EXERCISE GOAL — Could you write out each of the records below exactly?

------ TASK INPUT

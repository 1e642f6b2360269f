use std::sync::Arc;

use voicetranscript_common::AppConfig;
use voicetranscript_stt::{TranscriptionEngine, TranscriptionInvoker};

use crate::artifact::ArtifactStore;
use crate::error::ResponseMapper;
use crate::rate_limit::RateLimiter;
use crate::validation::InputValidator;

/// Shared application state
pub struct AppState {
    /// Application configuration
    pub config: AppConfig,

    /// Per-client request quota
    pub limiter: Arc<RateLimiter>,

    pub validator: InputValidator,

    /// Temporary upload files
    pub artifacts: ArtifactStore,

    /// Engine handle and worker pool
    pub invoker: TranscriptionInvoker,

    pub responses: ResponseMapper,
}

impl AppState {
    /// Create new application state
    pub fn new(
        config: AppConfig,
        limiter: Arc<RateLimiter>,
        engine: Option<Arc<dyn TranscriptionEngine>>,
    ) -> Self {
        let invoker = TranscriptionInvoker::new(
            engine,
            config.max_concurrent_transcriptions,
            config.max_audio_duration_secs,
        );

        Self {
            validator: InputValidator::new(config.max_file_size_bytes),
            artifacts: ArtifactStore::new(&config.temp_dir),
            responses: ResponseMapper::new(config.file_too_large_status),
            limiter,
            invoker,
            config,
        }
    }
}
use async_trait::async_trait;
use redis::aio::MultiplexedConnection;
use std::time::Duration;
use tokio::sync::Mutex;
use tracing::{debug, warn};
use voicetranscript_common::{Result, VoiceTranscriptError};

use super::RateLimitStore;

/// Shared counters in Redis
///
/// Each window is a key `ratelimit:<client>:<window>` bumped with `INCR` and
/// given a TTL of one window with `EXPIRE`, both in a single MULTI/EXEC.
pub struct RedisStore {
    client: redis::Client,
    connection: Mutex<Option<MultiplexedConnection>>,
}

impl RedisStore {
    /// Parse the URL. No connection is opened until first use.
    pub fn new(url: &str) -> Result<Self> {
        let client = redis::Client::open(url).map_err(|e| {
            VoiceTranscriptError::config(format!("Invalid rate limit store URL: {}", e))
        })?;

        Ok(Self {
            client,
            connection: Mutex::new(None),
        })
    }

    async fn connection(&self) -> Result<MultiplexedConnection> {
        let mut slot = self.connection.lock().await;
        if let Some(conn) = slot.as_ref() {
            return Ok(conn.clone());
        }

        debug!("Opening rate limit store connection");
        let conn = self
            .client
            .get_multiplexed_async_connection()
            .await
            .map_err(|e| VoiceTranscriptError::store(e.to_string()))?;
        *slot = Some(conn.clone());
        Ok(conn)
    }

    /// Forget the cached connection so the next call reconnects
    async fn reset(&self) {
        *self.connection.lock().await = None;
    }
}

/// Storage key for one client window
pub fn window_key(key: &str, window_id: u64) -> String {
    format!("ratelimit:{}:{}", key, window_id)
}

#[async_trait]
impl RateLimitStore for RedisStore {
    async fn increment(&self, key: &str, window_id: u64, ttl: Duration) -> Result<u64> {
        let mut conn = self.connection().await?;
        let redis_key = window_key(key, window_id);

        let result: redis::RedisResult<(u64,)> = redis::pipe()
            .atomic()
            .cmd("INCR")
            .arg(&redis_key)
            .cmd("EXPIRE")
            .arg(&redis_key)
            .arg(ttl.as_secs().max(1))
            .ignore()
            .query_async(&mut conn)
            .await;

        match result {
            Ok((count,)) => Ok(count),
            Err(e) => {
                warn!("Rate limit store increment failed: {}", e);
                self.reset().await;
                Err(VoiceTranscriptError::store(e.to_string()))
            }
        }
    }

    async fn ping(&self) -> Result<()> {
        let mut conn = self.connection().await?;
        let pong: redis::RedisResult<String> = redis::cmd("PING").query_async(&mut conn).await;

        match pong {
            Ok(_) => Ok(()),
            Err(e) => {
                self.reset().await;
                Err(VoiceTranscriptError::store(e.to_string()))
            }
        }
    }

    fn name(&self) -> &'static str {
        "redis"
    }
}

------------

RESPONSE BOX —
repository 1e642f6b2360269f
use std::sync::Arc;

use voicetranscript_common::AppConfig;
use voicetranscript_stt::{TranscriptionEngine, TranscriptionInvoker};

use crate::artifact::ArtifactStore;
use crate::error::ResponseMapper;
use crate::rate_limit::RateLimiter;
use crate::validation::InputValidator;

/// Shared application state
pub struct AppState {
    /// Application configuration
    pub config: AppConfig,

    /// Per-client request quota
    pub limiter: Arc<RateLimiter>,

    pub validator: InputValidator,

    /// Temporary upload files
    pub artifacts: ArtifactStore,

    /// Engine handle and worker pool
    pub invoker: TranscriptionInvoker,

    pub responses: ResponseMapper,
}

impl AppState {
    /// Create new application state
    pub fn new(
        config: AppConfig,
        limiter: Arc<RateLimiter>,
        engine: Option<Arc<dyn TranscriptionEngine>>,
    ) -> Self {
        let invoker = TranscriptionInvoker::new(
            engine,
            config.max_concurrent_transcriptions,
            config.max_audio_duration_secs,
        );

        Self {
            validator: InputValidator::new(config.max_file_size_bytes),
            artifacts: ArtifactStore::new(&config.temp_dir),
            responses: ResponseMapper::new(config.file_too_large_status),
            limiter,
            invoker,
            config,
        }
    }
}
use async_trait::async_trait;
use redis::aio::MultiplexedConnection;
use std::time::Duration;
use tokio::sync::Mutex;
use tracing::{debug, warn};
use voicetranscript_common::{Result, VoiceTranscriptError};

use super::RateLimitStore;

/// Shared counters in Redis
///
/// Each window is a key `ratelimit:<client>:<window>` bumped with `INCR` and
/// given a TTL of one window with `EXPIRE`, both in a single MULTI/EXEC.
pub struct RedisStore {
    client: redis::Client,
    connection: Mutex<Option<MultiplexedConnection>>,
}

impl RedisStore {
    /// Parse the URL. No connection is opened until first use.
    pub fn new(url: &str) -> Result<Self> {
        let client = redis::Client::open(url).map_err(|e| {
            VoiceTranscriptError::config(format!("Invalid rate limit store URL: {}", e))
        })?;

        Ok(Self {
            client,
            connection: Mutex::new(None),
        })
    }

    async fn connection(&self) -> Result<MultiplexedConnection> {
        let mut slot = self.connection.lock().await;
        if let Some(conn) = slot.as_ref() {
            return Ok(conn.clone());
        }

        debug!("Opening rate limit store connection");
        let conn = self
            .client
            .get_multiplexed_async_connection()
            .await
            .map_err(|e| VoiceTranscriptError::store(e.to_string()))?;
        *slot = Some(conn.clone());
        Ok(conn)
    }

    /// Forget the cached connection so the next call reconnects
    async fn reset(&self) {
        *self.connection.lock().await = None;
    }
}

/// Storage key for one client window
pub fn window_key(key: &str, window_id: u64) -> String {
    format!("ratelimit:{}:{}", key, window_id)
}

#[async_trait]
impl RateLimitStore for RedisStore {
    async fn increment(&self, key: &str, window_id: u64, ttl: Duration) -> Result<u64> {
        let mut conn = self.connection().await?;
        let redis_key = window_key(key, window_id);

        let result: redis::RedisResult<(u64,)> = redis::pipe()
            .atomic()
            .cmd("INCR")
            .arg(&redis_key)
            .cmd("EXPIRE")
            .arg(&redis_key)
            .arg(ttl.as_secs().max(1))
            .ignore()
            .query_async(&mut conn)
            .await;

        match result {
            Ok((count,)) => Ok(count),
            Err(e) => {
                warn!("Rate limit store increment failed: {}", e);
                self.reset().await;
                Err(VoiceTranscriptError::store(e.to_string()))
            }
        }
    }

    async fn ping(&self) -> Result<()> {
        let mut conn = self.connection().await?;
        let pong: redis::RedisResult<String> = redis::cmd("PING").query_async(&mut conn).await;

        match pong {
            Ok(_) => Ok(()),
            Err(e) => {
                self.reset().await;
                Err(VoiceTranscriptError::store(e.to_string()))
            }
        }
    }

    fn name(&self) -> &'static str {
        "redis"
    }
}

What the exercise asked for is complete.